O acidente entre um caminhão da Prefeitura de Bauru, carregado de piche, e um Escort interditou a quadra 1 da rua Aymorés no final da manhã de ontem. A colisão ocorreu por volta das 11h e os dois ocupantes do automóvel, que são primos, tiveram ferimentos leves.
O motorista do caminhão, Antônio Pagan Riquena, funcionário municipal há 19 anos, contou que trafegava pela avenida Rio Branco e teria entrado na rua Aymorés em baixa velocidade, pois estava com o veículo pesado. Na quadra seguinte, no cruzamento com a rua Vangélio Mondelli, o Escort dirigido por Bruno Luiz Silva, 18 anos, não teria respeitado a sinalização de pare e convertido para a rua Aymorés. O veículo colidiu de frente com o caminhão. “Foi tudo muito rápido e, na hora, a única coisa que eu pensei foi jogar o caminhão para o muro de proteção do posto de combustível”, conta Riquena.

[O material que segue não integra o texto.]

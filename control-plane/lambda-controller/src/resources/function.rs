//! Function: configuration, code, tags, reserved concurrency, code signing
//! attachment and asynchronous invocation settings.
//!
//! AWS refuses configuration and code updates while a previous update is
//! still in progress, so a single pass never issues both: a code change is
//! applied alone, and configuration follows once the function settles.

use std::collections::BTreeMap;
use std::time::Duration;

use async_trait::async_trait;
use kube::ResourceExt;
use tracing::{debug, info};

use super::delta::{Intent, MapDelta, drifted, intent, map_delta, same_set};
use super::event_invoke::{self, EventInvokeOp};
use super::{Applied, AwsCtx, KindStatus, ResourceManager};
use crate::aws::{
    self, AwsError, AwsResultExt, CreateFunctionInput, EventInvokeConfig,
    FunctionDescription, UpdateFunctionCodeInput,
    UpdateFunctionConfigurationInput,
};
use crate::config::TimingConfig;
use crate::controller::ReconcileErr;
use crate::controller::references::{IAM_ROLE, KMS_KEY, ReferenceResolver, S3_BUCKET};
use crate::crd::{AckResource, ManagedFields};
use crate::crd::function::{Function, FunctionSpec};

/// Message AWS returns while an image is not yet pushed to ECR.
pub const SOURCE_IMAGE_NOT_READY: &str = "Provide a valid source image.";
pub const IMAGE_WITH_CODE_SIGNING: &str =
    "cannot set function code signing config when package type is Image";

#[derive(Clone, Debug)]
pub struct FunctionDesired {
    pub spec: FunctionSpec,
    pub role: Option<String>,
    pub s3_bucket: Option<String>,
    pub kms_key_arn: Option<String>,
}

impl FunctionDesired {
    fn name(&self) -> &str {
        &self.spec.name
    }
}

#[derive(Clone, Debug)]
pub struct FunctionObserved {
    pub function: FunctionDescription,
    pub code_signing_config_arn: Option<String>,
    pub event_invoke: Option<EventInvokeConfig>,
}

#[derive(Clone, Debug, PartialEq)]
pub enum FunctionOp {
    Tags(MapDelta),
    /// `None` removes the reservation.
    ReservedConcurrency(Option<i32>),
    /// `None` detaches the config.
    CodeSigning(Option<String>),
    EventInvoke(EventInvokeOp),
    Code(UpdateFunctionCodeInput),
    Configuration(UpdateFunctionConfigurationInput),
}

pub struct FunctionManager;

/// AWS rejects an image that is not pushed yet; retry on a slow cadence
/// instead of going terminal.
fn map_code_error(e: AwsError, timing: &TimingConfig) -> ReconcileErr {
    if e.message.contains(SOURCE_IMAGE_NOT_READY) {
        return ReconcileErr::Requeue {
            reason: format!("waiting for container image: {}", e.message),
            after: timing.source_image_requeue(),
        };
    }
    e.into()
}

fn code_signing_target(spec: &FunctionSpec) -> Option<&str> {
    spec.code_signing_config_arn
        .as_deref()
        .filter(|s| !s.is_empty())
}

fn create_input(d: &FunctionDesired) -> CreateFunctionInput {
    let spec = &d.spec;
    let code = spec.code.clone().unwrap_or_default();
    CreateFunctionInput {
        function_name: spec.name.clone(),
        role: d.role.clone(),
        code: aws::FunctionCode {
            s3_bucket: d.s3_bucket.clone(),
            s3_key: code.s3_key,
            s3_object_version: code.s3_object_version,
            image_uri: code.image_uri,
        },
        package_type: spec.package_type.clone(),
        runtime: spec.runtime.clone(),
        handler: spec.handler.clone(),
        description: spec.description.clone(),
        timeout: spec.timeout,
        memory_size: spec.memory_size,
        architectures: spec.architectures.clone().unwrap_or_default(),
        environment: spec
            .environment
            .as_ref()
            .map(|e| e.variables.clone().unwrap_or_default()),
        tags: spec.tags.clone().unwrap_or_default(),
        code_signing_config_arn: if spec.is_image() {
            None
        } else {
            code_signing_target(spec).map(str::to_string)
        },
        dead_letter_target_arn: spec
            .dead_letter_config
            .as_ref()
            .and_then(|c| c.target_arn.clone()),
        snap_start_apply_on: spec.snap_start.as_ref().and_then(|s| s.apply_on.clone()),
        ephemeral_storage_size: spec.ephemeral_storage.as_ref().and_then(|e| e.size),
        layers: spec.layers.clone().unwrap_or_default(),
        kms_key_arn: d.kms_key_arn.clone(),
        tracing_mode: spec.tracing_config.as_ref().and_then(|t| t.mode.clone()),
        vpc_config: spec.vpc_config.as_ref().map(vpc_model),
        image_config: spec.image_config.as_ref().map(image_model),
    }
}

fn vpc_model(v: &crate::crd::function::VpcConfig) -> aws::VpcConfig {
    aws::VpcConfig {
        subnet_ids: v.subnet_ids.clone(),
        security_group_ids: v.security_group_ids.clone(),
    }
}

fn image_model(i: &crate::crd::function::ImageConfig) -> aws::ImageConfig {
    aws::ImageConfig {
        command: i.command.clone(),
        entry_point: i.entry_point.clone(),
        working_directory: i.working_directory.clone(),
    }
}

O caminhão ficou atravessado na rua. O basculante do veículo bateu no muro do estabelecimento comercial e houve vazamento de piche. Com medo do risco de escoamento do produto para o rio Bauru, a Polícia Militar (PM) acionou o Corpo de Bombeiros, que também fez o atendimento de primeiros socorros às vítimas.
De acordo com o tenente da PM Vanderlei Lopes Ribeiro, que atendeu a ocorrência, Silva é portador da Carteira Nacional de Habilitação (CNH) provisória. Com o impacto, as duas vítimas bateram com a cabeça no pára-brisa do carro. O queixo do passageiro Rafael Vinícios Faccin, 17 anos, foi “moldado” no vidro, que ficou estilhaçado. Além disso, o volante do Escort quebrou. No chão, ao lado da porta de Faccin, havia marcas de sangue, que, segundo Ribeiro, era do queixo do passageiro.

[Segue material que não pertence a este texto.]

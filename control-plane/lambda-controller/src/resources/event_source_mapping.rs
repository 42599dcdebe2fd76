//! Event source mappings are addressed by the UUID AWS assigns at creation,
//! which is recorded in status before anything else happens.

use std::time::Duration;

use async_trait::async_trait;
use kube::ResourceExt;
use tracing::info;

use super::delta::{Intent, drifted, intent, same_set};
use super::{Applied, AwsCtx, KindStatus, ResourceManager};
use crate::aws::arn::function_name;
use crate::aws::{
    self, AwsResultExt, DestinationTargets, EventSourceMappingConfiguration,
    EventSourceMappingInput,
};
use crate::config::TimingConfig;
use crate::controller::ReconcileErr;
use crate::controller::references::{FUNCTION, ReferenceResolver};
use crate::crd::common::DestinationConfig;
use crate::crd::event_source_mapping::{
    EventSourceMapping, EventSourceMappingSpec, FilterCriteria,
};
use crate::crd::ManagedFields;

/// States in which AWS rejects updates; wait them out.
const TRANSITIONAL_STATES: &[&str] =
    &["Creating", "Enabling", "Disabling", "Updating", "Deleting"];

#[derive(Clone, Debug)]
pub struct EsmDesired {
    pub spec: EventSourceMappingSpec,
    pub function_name: String,
}

#[derive(Clone, Debug)]
pub struct EsmObserved {
    pub mapping: EventSourceMappingConfiguration,
    pub arn: String,
}

#[derive(Clone, Debug, PartialEq)]
pub enum EsmOp {
    /// Every changed field in one `UpdateEventSourceMapping` call.
    Update(EventSourceMappingInput),
}

pub struct EventSourceMappingManager;

fn mapping_arn(aws: &AwsCtx<'_>, uuid: &str) -> String {
    format!(
        "arn:aws:lambda:{}:{}:event-source-mapping:{}",
        aws.region, aws.account_id, uuid
    )
}

/// A filter without a pattern is the same as an empty pattern.
fn filter_patterns(criteria: &FilterCriteria) -> Vec<String> {
    criteria
        .filters
        .iter()
        .map(|f| f.pattern.clone().unwrap_or_default())
        .collect()
}

fn destination_targets(cfg: &DestinationConfig) -> DestinationTargets {
    DestinationTargets {
        on_success: cfg.on_success.as_ref().and_then(|d| d.destination.clone()),
        on_failure: cfg.on_failure.as_ref().and_then(|d| d.destination.clone()),
    }
}

fn source_access(spec: &EventSourceMappingSpec) -> Option<Vec<aws::SourceAccessConfiguration>> {
    spec.source_access_configurations.as_ref().map(|v| {
        v.iter()
            .map(|s| aws::SourceAccessConfiguration {
                type_: s.type_.clone(),
                uri: s.uri.clone(),
            })
            .collect()
    })
}

fn enabled_state(state: Option<&str>) -> Option<bool> {
    match state? {
        "Enabled" | "Enabling" => Some(true),
        "Disabled" | "Disabling" => Some(false),
        _ => None,
    }
}

fn create_input(d: &EsmDesired) -> EventSourceMappingInput {
    let spec = &d.spec;
    EventSourceMappingInput {
        uuid: None,
        function_name: Some(d.function_name.clone()),
        event_source_arn: spec.event_source_arn.clone(),
        enabled: spec.enabled,
        batch_size: spec.batch_size,
        maximum_batching_window_in_seconds: spec.maximum_batching_window_in_seconds,
        starting_position: spec.starting_position.clone(),
        maximum_retry_attempts: spec.maximum_retry_attempts,
        maximum_record_age_in_seconds: spec.maximum_record_age_in_seconds,
        bisect_batch_on_function_error: spec.bisect_batch_on_function_error,
        parallelization_factor: spec.parallelization_factor,
        filter_patterns: spec.filter_criteria.as_ref().map(filter_patterns),
        destination_config: spec.destination_config.as_ref().map(destination_targets),
        scaling_maximum_concurrency: spec
            .scaling_config
            .as_ref()
            .map(|s| s.maximum_concurrency),
        function_response_types: spec.function_response_types.clone(),
        tumbling_window_in_seconds: spec.tumbling_window_in_seconds,
        queues: spec.queues.clone(),
        source_access_configurations: source_access(spec),
    }
}

/// Scalar fields: only a set value that AWS does not report is sent.
macro_rules! scalar_drift {
    ($update:ident, $spec:ident, $obs:ident, $($field:ident),+ $(,)?) => {
        $(
            if drifted($spec.$field.as_ref(), $obs.$field.as_ref()) {
                $update.$field = $spec.$field.clone();
            }
        )+
    };
}

fn update_input(
    d: &EsmDesired,
    obs: &EventSourceMappingConfiguration,
    managed: &ManagedFields,
) -> EventSourceMappingInput {
    let spec = &d.spec;
    let mut u = EventSourceMappingInput {
        uuid: Some(obs.uuid.clone()),
        ..Default::default()
    };

    let current_fn = obs.function_arn.as_deref().map(function_name);
    if current_fn != Some(function_name(&d.function_name)) {
        u.function_name = Some(d.function_name.clone());
    }

    match intent(spec.enabled.as_ref(), managed, "enabled") {
        Intent::Set(e) if enabled_state(obs.state.as_deref()) != Some(*e) => {
            u.enabled = Some(*e)
        }
        Intent::Clear if enabled_state(obs.state.as_deref()) == Some(false) => {
            u.enabled = Some(true)
        }
        _ => {}
    }

    scalar_drift!(
        u,
        spec,
        obs,
        batch_size,
        maximum_batching_window_in_seconds,
        maximum_retry_attempts,
        maximum_record_age_in_seconds,
        bisect_batch_on_function_error,
        parallelization_factor,
        tumbling_window_in_seconds,
    );

    let have_filters = obs.filter_patterns.clone().unwrap_or_default();
    match intent(spec.filter_criteria.as_ref(), managed, "filterCriteria") {
        // Order matters to AWS; compare as lists.
        Intent::Set(fc) => {
            let want = filter_patterns(fc);
            if want != have_filters {
                u.filter_patterns = Some(want);
            }
        }
        Intent::Clear if obs.filter_patterns.is_some() => u.filter_patterns = Some(vec![]),
        _ => {}
    }

    let have_dest = obs.destination_config.clone().unwrap_or_default();
    match intent(spec.destination_config.as_ref(), managed, "destinationConfig") {
        Intent::Set(dc) => {
            let want = destination_targets(dc);
            if want != have_dest {
                u.destination_config = Some(want);
            }
        }
        Intent::Clear if !have_dest.is_empty() => {
            u.destination_config = Some(DestinationTargets::default())
        }
        _ => {}
    }

    match intent(spec.scaling_config.as_ref(), managed, "scalingConfig") {
        Intent::Set(sc) if sc.maximum_concurrency != obs.scaling_maximum_concurrency => {
            u.scaling_maximum_concurrency = Some(sc.maximum_concurrency)
        }
        Intent::Clear if obs.scaling_maximum_concurrency.is_some() => {
            u.scaling_maximum_concurrency = Some(None)
        }
        _ => {}
    }

    match intent(
        spec.function_response_types.as_ref(),
        managed,
        "functionResponseTypes",
    ) {
        Intent::Set(t) if !same_set(t, &obs.function_response_types) => {
            u.function_response_types = Some(t.clone())
        }
        Intent::Clear if !obs.function_response_types.is_empty() => {
            u.function_response_types = Some(vec![])
        }
        _ => {}
    }

    if let Some(sac) = source_access(spec) {
        if sac != obs.source_access_configurations {
            u.source_access_configurations = Some(sac);
        }
    }
    u
}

As duas vítimas foram encaminhadas ao Pronto-Socorro Central e liberadas no início da tarde. “Eles foram socorridos e estavam conscientes. Segundo os jovens, eles usavam o cinto de segurança”, revela. “Se realmente estavam com o cinto de segurança, se não respeitaram a sinalização de pare e se estava em alta velocidade, apenas a perícia vai poder responder”, acrescenta Ribeiro.